February 6, 2008 2:50 PM

wendy_schmidt said:

Could someone more knowledgeable than me explain why Evangelicals dislike McCain? I mean, come on, he's actually Pro-Life, not strategically so like Romney. Do their candidates have to be overtly religious, more so than simply holding socially conservative positions? Just curious.

February 6, 2008 3:05 PM

arsonplus said:

I'm going to stop harping on this point after this, ... But commentators like Judis are making a serious mistake by assuming that African Americans will rally behind Hillary if she wins the nomination.  Let me put it this way, after upsetting between 80 and 86% of a community they realized their mistake and chose to apologize to the least offended group. ("black church" going lower middle class and working class blacks) A move that further offended the most aggrieved group (upper middle class African Americans), And for this election cycle, that group will either be voting McCain or staying home if the Clinton's are concerned. Now that group only represents roughly a third of the African American community but without them no democrat can win in Virginia, Ohio, or Florida and Maryland will start to look a tad purple.  I wouldn't count on that Louisiana senate seat staying in democratic hands either. That said I agree that Obama appears to have a Latino problem.  But won't any democrat have a fight on their hands in that area against McCain?

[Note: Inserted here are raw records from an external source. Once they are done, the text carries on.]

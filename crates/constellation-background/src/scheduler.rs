//! Frame scheduling.
//!
//! The renderer never talks to a platform timer directly. It asks a
//! [`FrameScheduler`] for the next frame and keeps the returned
//! [`FrameHandle`] as its cancellation token; the host delivers frames by
//! calling back with that handle.

use std::time::{Duration, Instant};

/// Identifies one requested frame.
#[derive(Debug, Clone, Copy, PartialEq, Eq, Hash)]
pub struct FrameHandle(u64);

impl FrameHandle {
    /// Wrap a scheduler-assigned id.
    pub const fn new(id: u64) -> Self {
        Self(id)
    }

    /// The scheduler-assigned id.
    pub const fn id(self) -> u64 {
        self.0
    }
}

/// Host side of the request-next-frame pattern.
pub trait FrameScheduler {
    /// Ask for one more frame.
    fn request_frame(&mut self) -> FrameHandle;

    /// Revoke a requested frame so it is never delivered.
    fn cancel_frame(&mut self, handle: FrameHandle);
}

/// Fixed-cadence scheduler for hosts that drive frames from their own loop.
#[derive(Debug)]
pub struct FrameClock {
    interval: Duration,
    /// Time of the last delivered frame.
    last_tick: Instant,
    pending: Option<FrameHandle>,
    next_id: u64,
}

impl FrameClock {
    /// Create a clock ticking every `interval`, starting from `now`.
    pub fn new(interval: Duration, now: Instant) -> Self {
        Self {
            interval,
            last_tick: now,
            pending: None,
            next_id: 0,
        }
    }

    /// Create a clock from a frame rate, clamped to at least one frame per second.
    pub fn with_fps(fps: u32, now: Instant) -> Self {
        Self::new(Duration::from_secs(1) / fps.max(1), now)
    }

    /// Time between frames.
    pub fn interval(&self) -> Duration {
        self.interval
    }

    /// Take the outstanding frame if it is due at `now`.
    pub fn take_due(&mut self, now: Instant) -> Option<FrameHandle> {
        let due = self.next_wakeup().is_some_and(|at| now >= at);
        if !due {
            return None;
        }
        self.last_tick = now;
        self.pending.take()
    }

    /// When the outstanding frame becomes due, if any.
    pub fn next_wakeup(&self) -> Option<Instant> {
        self.pending.map(|_| self.last_tick + self.interval)
    }

    /// The outstanding frame, if any.
    pub fn pending(&self) -> Option<FrameHandle> {
        self.pending
    }
}

impl FrameScheduler for FrameClock {
    fn request_frame(&mut self) -> FrameHandle {
        self.next_id += 1;
        let handle = FrameHandle::new(self.next_id);
        self.pending = Some(handle);
        handle
    }

    fn cancel_frame(&mut self, handle: FrameHandle) {
        if self.pending == Some(handle) {
            self.pending = None;
        }
    }
}
//! Coalescing of bursty notifications.

use std::time::{Duration, Instant};

/// Holds the latest value of a burst until no new value has arrived for
/// `delay`.
#[derive(Debug, Clone)]
pub struct Debouncer<T> {
    delay: Duration,
    pending: Option<(T, Instant)>,
}

impl<T> Debouncer<T> {
    /// Create an idle debouncer.
    pub fn new(delay: Duration) -> Self {
        Self {
            delay,
            pending: None,
        }
    }

    /// Record a new value, restarting the quiet period.
    pub fn trigger(&mut self, value: T, now: Instant) {
        self.pending = Some((value, now + self.delay));
    }

    /// Take the pending value once its quiet period has elapsed.
    pub fn fire(&mut self, now: Instant) -> Option<T> {
        if self.deadline().is_some_and(|deadline| now >= deadline) {
            self.pending.take().map(|(value, _)| value)
        } else {
            None
        }
    }

    /// Drop any pending value.
    pub fn cancel(&mut self) {
        self.pending = None;
    }

    /// When the pending value becomes due.
    pub fn deadline(&self) -> Option<Instant> {
        self.pending.as_ref().map(|(_, deadline)| *deadline)
    }

    /// Whether a value is waiting for its quiet period.
    pub fn is_pending(&self) -> bool {
        self.pending.is_some()
    }
}

#[cfg(test)]
mod tests {
    use super::*;

    const DELAY: Duration = Duration::from_millis(200);

    #[test]
    fn test_burst_fires_once_with_latest_value() {
        let start = Instant::now();
        let mut debouncer = Debouncer::new(DELAY);
        for i in 0..10u64 {
            debouncer.trigger(i, start + Duration::from_millis(i * 10));
        }

        // Quiet period restarts on each trigger.
        assert_eq!(debouncer.fire(start + Duration::from_millis(250)), None);
        assert_eq!(debouncer.fire(start + Duration::from_millis(290)), Some(9));
        assert_eq!(debouncer.fire(start + Duration::from_secs(5)), None);
    }

    #[test]
    fn test_cancel_drops_pending() {
        let start = Instant::now();
        let mut debouncer = Debouncer::new(DELAY);
        debouncer.trigger("resize", start);
        assert!(debouncer.is_pending());
        assert_eq!(debouncer.deadline(), Some(start + DELAY));

        debouncer.cancel();
        assert!(!debouncer.is_pending());
        assert_eq!(debouncer.fire(start + DELAY), None);
    }

    #[test]
    fn test_fires_exactly_at_deadline() {
        let start = Instant::now();
        let mut debouncer = Debouncer::new(DELAY);
        debouncer.trigger(1, start);
        assert_eq!(debouncer.fire(start + DELAY - Duration::from_millis(1)), None);
        assert_eq!(debouncer.fire(start + DELAY), Some(1));
    }
}
/// Paint one frame: every disk first, then the links between them.
fn draw<S: Surface>(session: &mut Session<S>, mode: DisplayMode, params: &FieldParams) {
    let surface = &mut session.surface;
    surface.begin_frame();

    let fill = point_color(mode, params);
    for point in &session.points {
        surface.fill_disk(point.x, point.y, point.radius, fill);
    }

    let points = &session.points;
    for_each_link(points, params.link_distance, |link| {
        let (a, b) = (&points[link.a], &points[link.b]);
        surface.stroke_line(
            (a.x, a.y),
            (b.x, b.y),
            params.line_width,
            link_color(link.distance, mode, params),
        );
    });
}

#[cfg(test)]
mod tests {
    use super::*;
    use crate::canvas::{Shape, ShapeBuffer};
    use crate::scheduler::FrameClock;

    type TestConstellation = Constellation<ShapeBuffer, StdRng>;

    fn constellation(mode: DisplayMode) -> TestConstellation {
        Constellation::with_rng(FieldParams::default(), mode, StdRng::seed_from_u64(42))
    }

    fn running(viewport: Viewport) -> (TestConstellation, FrameClock, Instant) {
        let now = Instant::now();
        let mut clock = FrameClock::new(Duration::from_millis(16), now);
        let mut bg = constellation(DisplayMode::Dark);
        bg.activate(ShapeBuffer::new(viewport), viewport, &mut clock)
            .expect("idle background activates");
        (bg, clock, now)
    }

    fn tick(bg: &mut TestConstellation, clock: &mut FrameClock, now: Instant) -> bool {
        let handle = clock.pending().expect("frame requested");
        bg.on_frame(handle, now, clock)
    }

    #[test]
    fn test_activate_seeds_points() {
        let (bg, clock, _) = running(Viewport::new(800, 600));
        assert!(bg.is_running());
        assert_eq!(bg.points().len(), 32);
        assert_eq!(bg.generation(), 1);
        assert!(clock.pending().is_some());
    }

    #[test]
    fn test_activate_twice_returns_surface() {
        let (mut bg, mut clock, _) = running(Viewport::new(800, 600));
        let second = ShapeBuffer::new(Viewport::new(10, 10));
        let rejected = bg.activate(second, Viewport::new(10, 10), &mut clock);
        assert!(rejected.is_err());
        assert_eq!(bg.viewport(), Some(Viewport::new(800, 600)));
    }

    #[test]
    fn test_frame_draws_points_then_links() {
        let (mut bg, mut clock, now) = running(Viewport::new(800, 600));
        assert!(tick(&mut bg, &mut clock, now));

        let shapes = bg.surface().expect("running").shapes();
        let disks = shapes
            .iter()
            .take_while(|s| matches!(s, Shape::Disk { .. }))
            .count();
        assert_eq!(disks, 32);
        assert!(
            shapes[disks..]
                .iter()
                .all(|s| matches!(s, Shape::Segment { width, .. } if *width == 0.5))
        );
    }

    #[test]
    fn test_frame_requests_next_frame() {
        let (mut bg, mut clock, now) = running(Viewport::new(800, 600));
        let first = clock.pending().expect("first frame");
        assert!(bg.on_frame(first, now, &mut clock));
        let second = clock.pending().expect("next frame");
        assert_ne!(first, second);

        // The consumed handle is stale now.
        assert!(!bg.on_frame(first, now, &mut clock));
        assert_eq!(bg.surface().expect("running").frames_drawn(), 1);
    }

    #[test]
    fn test_points_move_each_frame() {
        let (mut bg, mut clock, now) = running(Viewport::new(800, 600));
        let before = bg.points().to_vec();
        tick(&mut bg, &mut clock, now);
        let moved = bg
            .points()
            .iter()
            .zip(&before)
            .filter(|(after, before)| after.x != before.x || after.y != before.y)
            .count();
        assert!(moved > 0);
    }

    #[test]
    fn test_display_mode_changes_colors_only() {
        let (mut bg, mut clock, now) = running(Viewport::new(800, 600));
        tick(&mut bg, &mut clock, now);
        let dark_alpha = match bg.surface().expect("running").shapes()[0] {
            Shape::Disk { color, .. } => color.alpha,
            _ => unreachable!("disks are drawn first"),
        };

        bg.set_display_mode(DisplayMode::Light);
        let generation = bg.generation();
        tick(&mut bg, &mut clock, now);
        let light_alpha = match bg.surface().expect("running").shapes()[0] {
            Shape::Disk { color, .. } => color.alpha,
            _ => unreachable!("disks are drawn first"),
        };

        assert_eq!(dark_alpha, 0.2);
        assert_eq!(light_alpha, 0.4);
        assert_eq!(bg.generation(), generation);
        assert_eq!(bg.points().len(), 32);
    }

    #[test]
    fn test_resize_burst_rebuilds_once() {
        let (mut bg, mut clock, start) = running(Viewport::new(800, 600));
        for i in 0..20u64 {
            let at = start + Duration::from_millis(i * 5);
            bg.on_resize(Viewport::new(800 + i as u32, 600), at);
            assert!(!bg.service_timers(at));
        }
        assert_eq!(bg.generation(), 1);

        let settled = start + Duration::from_millis(95 + 200);
        assert_eq!(bg.next_deadline(), Some(settled));
        tick(&mut bg, &mut clock, settled);

        assert_eq!(bg.generation(), 2);
        assert_eq!(bg.viewport(), Some(Viewport::new(819, 600)));
        assert_eq!(bg.surface().expect("running").viewport(), Viewport::new(819, 600));
        assert_eq!(bg.points().len(), 32);
        assert_eq!(bg.next_deadline(), None);
    }

    #[test]
    fn test_resize_replaces_point_set() {
        let (mut bg, _clock, start) = running(Viewport::new(800, 600));
        bg.on_resize(Viewport::new(1920, 1080), start);
        assert!(bg.service_timers(start + Duration::from_millis(200)));
        assert_eq!(bg.points().len(), 100);
        for p in bg.points() {
            assert!(p.x < 1920.0 && p.y < 1080.0);
        }
    }

    #[test]
    fn test_non_finite_params_still_animate() {
        let params = FieldParams {
            max_speed: f64::INFINITY,
            max_radius: f64::INFINITY,
            ..FieldParams::default()
        };
        let now = Instant::now();
        let mut clock = FrameClock::new(Duration::from_millis(16), now);
        let mut bg: TestConstellation =
            Constellation::with_rng(params, DisplayMode::Dark, StdRng::seed_from_u64(9));
        let viewport = Viewport::new(800, 600);
        bg.activate(ShapeBuffer::new(viewport), viewport, &mut clock)
            .expect("idle background activates");

        assert_eq!(bg.points().len(), 32);
        assert!(tick(&mut bg, &mut clock, now));
        for p in bg.points() {
            assert!(p.x >= 0.0 && p.x < 800.0);
            assert!(p.y >= 0.0 && p.y < 600.0);
        }
    }

    #[test]
    fn test_zero_size_surface_skips_drawing() {
        let (mut bg, mut clock, now) = running(Viewport::new(0, 0));
        assert!(bg.points().is_empty());
        assert!(!tick(&mut bg, &mut clock, now));
        assert_eq!(bg.surface().expect("running").frames_drawn(), 0);
        // The loop keeps going so a later resize can bring it to life.
        assert!(clock.pending().is_some());
    }

    #[test]
    fn test_deactivate_cancels_everything() {
        let (mut bg, mut clock, now) = running(Viewport::new(800, 600));
        tick(&mut bg, &mut clock, now);
        let outstanding = clock.pending().expect("frame requested");
        bg.on_resize(Viewport::new(100, 100), now);

        let surface = bg.deactivate(&mut clock).expect("was running");
        assert!(surface.is_released());
        assert_eq!(surface.frames_drawn(), 1);
        assert!(!bg.is_running());
        assert_eq!(clock.pending(), None);
        assert_eq!(bg.next_deadline(), None);

        assert!(!bg.on_frame(outstanding, now, &mut clock));
        assert!(!bg.service_timers(now + Duration::from_secs(1)));
        assert_eq!(bg.generation(), 1);
    }

    #[test]
    fn test_deactivate_twice() {
        let (mut bg, mut clock, _) = running(Viewport::new(800, 600));
        assert!(bg.deactivate(&mut clock).is_some());
        assert!(bg.deactivate(&mut clock).is_none());
        assert!(bg.points().is_empty());
        assert_eq!(bg.viewport(), None);
    }

    #[test]
    fn test_resize_while_idle_is_ignored() {
        let mut bg = constellation(DisplayMode::Dark);
        let now = Instant::now();
        bg.on_resize(Viewport::new(800, 600), now);
        assert!(!bg.service_timers(now + Duration::from_secs(1)));
        assert_eq!(bg.generation(), 0);
    }

    #[test]
    fn test_reactivate_after_teardown() {
        let (mut bg, mut clock, now) = running(Viewport::new(800, 600));
        bg.deactivate(&mut clock);
        bg.activate(ShapeBuffer::new(Viewport::new(800, 600)), Viewport::new(800, 600), &mut clock)
            .expect("idle again");
        assert!(tick(&mut bg, &mut clock, now));
        assert_eq!(bg.generation(), 2);
    }
}
//! Terminal light/dark preference detection.

use constellation_core::DisplayMode;

/// Environment variable set by many terminals as `fg;bg` color indices.
const COLORFGBG: &str = "COLORFGBG";

/// Ask the environment which mode the terminal is in.
///
/// Returns `None` when the terminal does not say.
pub fn detect() -> Option<DisplayMode> {
    std::env::var(COLORFGBG)
        .ok()
        .and_then(|value| parse_colorfgbg(&value))
}

/// Interpret a `COLORFGBG` value by its last (background) field.
///
/// ANSI indices 0-6 and 8 are dark backgrounds; everything else is light.
pub fn parse_colorfgbg(value: &str) -> Option<DisplayMode> {
    let background: u8 = value.rsplit(';').next()?.trim().parse().ok()?;
    match background {
        0..=6 | 8 => Some(DisplayMode::Dark),
        7 | 9..=15 => Some(DisplayMode::Light),
        _ => None,
    }
}
//! Recording surface painted through a ratatui [`Canvas`].

use constellation_core::{DisplayMode, Viewport};
use ratatui::{
    buffer::Buffer,
    layout::Rect,
    style::Color,
    symbols::Marker,
    widgets::{
        Widget,
        canvas::{Canvas, Context, Line, Points},
    },
};

use crate::color::{Rgba, backdrop};
use crate::surface::Surface;

/// A shape recorded during a frame.
#[derive(Debug, Clone, PartialEq)]
pub enum Shape {
    Disk {
        x: f64,
        y: f64,
        radius: f64,
        color: Rgba,
    },
    Segment {
        from: (f64, f64),
        to: (f64, f64),
        width: f64,
        color: Rgba,
    },
}

/// Surface that keeps the shapes of the last frame for painting later.
#[derive(Debug, Default)]
pub struct ShapeBuffer {
    viewport: Viewport,
    shapes: Vec<Shape>,
    /// Number of frames started since creation.
    frames: u64,
    released: bool,
}

impl ShapeBuffer {
    /// Create an empty buffer for `viewport`.
    pub fn new(viewport: Viewport) -> Self {
        Self {
            viewport,
            ..Self::default()
        }
    }

    /// Viewport the buffer is sized for.
    pub fn viewport(&self) -> Viewport {
        self.viewport
    }

    /// Shapes drawn in the current frame.
    pub fn shapes(&self) -> &[Shape] {
        &self.shapes
    }

    /// Number of frames drawn so far.
    pub fn frames_drawn(&self) -> u64 {
        self.frames
    }

    /// Whether the renderer has let go of this buffer.
    pub fn is_released(&self) -> bool {
        self.released
    }

    /// Widget painting the recorded frame for the given mode.
    pub fn widget(&self, mode: DisplayMode) -> ConstellationCanvas<'_> {
        ConstellationCanvas { buffer: self, mode }
    }
}

impl Surface for ShapeBuffer {
    fn resize(&mut self, viewport: Viewport) {
        self.viewport = viewport;
        self.shapes.clear();
    }

    fn is_ready(&self) -> bool {
        !self.released && !self.viewport.is_empty()
    }

    fn begin_frame(&mut self) {
        self.shapes.clear();
        self.frames += 1;
    }

    fn fill_disk(&mut self, x: f64, y: f64, radius: f64, color: Rgba) {
        self.shapes.push(Shape::Disk {
            x,
            y,
            radius,
            color,
        });
    }

    fn stroke_line(&mut self, from: (f64, f64), to: (f64, f64), width: f64, color: Rgba) {
        self.shapes.push(Shape::Segment {
            from,
            to,
            width,
            color,
        });
    }

    fn release(&mut self) {
        self.shapes.clear();
        self.released = true;
    }
}

/// Full-area widget for a [`ShapeBuffer`].
///
/// Terminal colors have no alpha, so every shape is composited onto the
/// mode's backdrop before painting. Disks light every Braille dot they
/// overlap; lines are always one dot wide.
#[derive(Debug)]
pub struct ConstellationCanvas<'a> {
    buffer: &'a ShapeBuffer,
    mode: DisplayMode,
}

impl Widget for ConstellationCanvas<'_> {
    fn render(self, area: Rect, buf: &mut Buffer) {
        let backdrop = backdrop(self.mode);
        let width = self.buffer.viewport.width as f64;
        let height = self.buffer.viewport.height as f64;
        // Braille packs 2x4 dots into each cell.
        let dot = (
            width / (area.width.max(1) as f64 * 2.0),
            height / (area.height.max(1) as f64 * 4.0),
        );

        Canvas::default()
            .marker(Marker::Braille)
            .background_color(backdrop.into())
            .x_bounds([0.0, width])
            .y_bounds([0.0, height])
            .paint(|ctx| {
                for shape in &self.buffer.shapes {
                    paint_shape(ctx, shape, (width, height), dot, |c| {
                        c.over(backdrop).into()
                    });
                }
            })
            .render(area, buf);
    }
}

/// Canvas y grows upwards; surface y grows downwards.
fn paint_shape(
    ctx: &mut Context<'_>,
    shape: &Shape,
    (width, height): (f64, f64),
    dot: (f64, f64),
    color: impl Fn(Rgba) -> Color,
) {
    match shape {
        Shape::Disk {
            x,
            y,
            radius,
            color: c,
        } => {
            // Nothing wider than the viewport is visible.
            let radius = radius.min(width.max(height));
            let coords: Vec<(f64, f64)> = disk_dots(*x, *y, radius, dot)
                .into_iter()
                .map(|(dx, dy)| (dx, height - dy))
                .collect();
            ctx.draw(&Points {
                coords: &coords,
                color: color(*c),
            });
        }
        Shape::Segment {
            from, to, color: c, ..
        } => ctx.draw(&Line {
            x1: from.0,
            y1: height - from.1,
            x2: to.0,
            y2: height - to.1,
            color: color(*c),
        }),
    }
}

/// Centers of the `dot`-sized grid cells a disk overlaps, in surface
/// coordinates. The dot holding the center is always included.
fn disk_dots(x: f64, y: f64, radius: f64, dot: (f64, f64)) -> Vec<(f64, f64)> {
    let (dot_w, dot_h) = dot;
    if !(dot_w > 0.0 && dot_h > 0.0 && radius.is_finite()) {
        return vec![(x, y)];
    }
    let radius = radius.max(0.0);
    let first_col = ((x - radius) / dot_w).floor() as i64;
    let last_col = ((x + radius) / dot_w).floor() as i64;
    let first_row = ((y - radius) / dot_h).floor() as i64;
    let last_row = ((y + radius) / dot_h).floor() as i64;

    let mut dots = Vec::new();
    for row in first_row..=last_row {
        let top = row as f64 * dot_h;
        let ny = y.clamp(top, top + dot_h);
        for col in first_col..=last_col {
            let left = col as f64 * dot_w;
            let nx = x.clamp(left, left + dot_w);
            let (dx, dy) = (nx - x, ny - y);
            if dx * dx + dy * dy <= radius * radius {
                dots.push((left + dot_w / 2.0, top + dot_h / 2.0));
            }
        }
    }
    dots
}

It also occurs to me that while Obama could patch his issues with women by making either Claire McCaskill or Kathleen Sebelius his VP Hillary can make no similar gesture. No one with either Obama's ego or his high-minded streak would agree to leave his political future in the hands of Bill Clinton's zipper,

Ok ... so now I'm going back to being just another political junkie slash foreign policy geek.

February 6, 2008 3:30 PM

mmathog said:

It's tribal wendy, he called their leaders 'agents of intolerance.' They don't trust him.

February 6, 2008 8:23 PM

sabatia said:

McCain and the Evangelicals. Many of them have rallied around Huckabee, who makes no bones about his respect for McCain and who in a big way has come to McCain's defense. Huck can and will deliver most of the core Southern Evangelical vote for McCain. Lots of talk on the conservative blogs about promises that McCain may have made, such as VP. I will bet that Huck would be in the Cabinet should McCain get elected. And I believe that Huck will deliver his supporters.

Its not the Evangelicals who McCain didn't get who are his problem, it is the rabid right: the folks who think that comprehensive immigration reform is "Amnesty", that America must win every war and always place itself above all nations, and that taxes are an instrument of the devil and private charity alone should provide for the poor, disadvantaged and elderly. Some of them don't even believe in charity: Its all the fault of the afflicted! Those a few Evangelicals are this totally rabid, the "true "conservatives" went for Romney.

As someone who hangs out on Republican and conservative blogs, I can tell you that the nastiness of the stuff thrown at McCain by the Romney campaign and its supporters, particularly I'm afraid to say, by his Mormon supporters is of exactly as bad as the stuff that was hurled at and whispered about the Clintons. The volume and number of commenters who use degrading and dehumanizing slime to try to undermine McCain, without even a modicum of humor, is legion.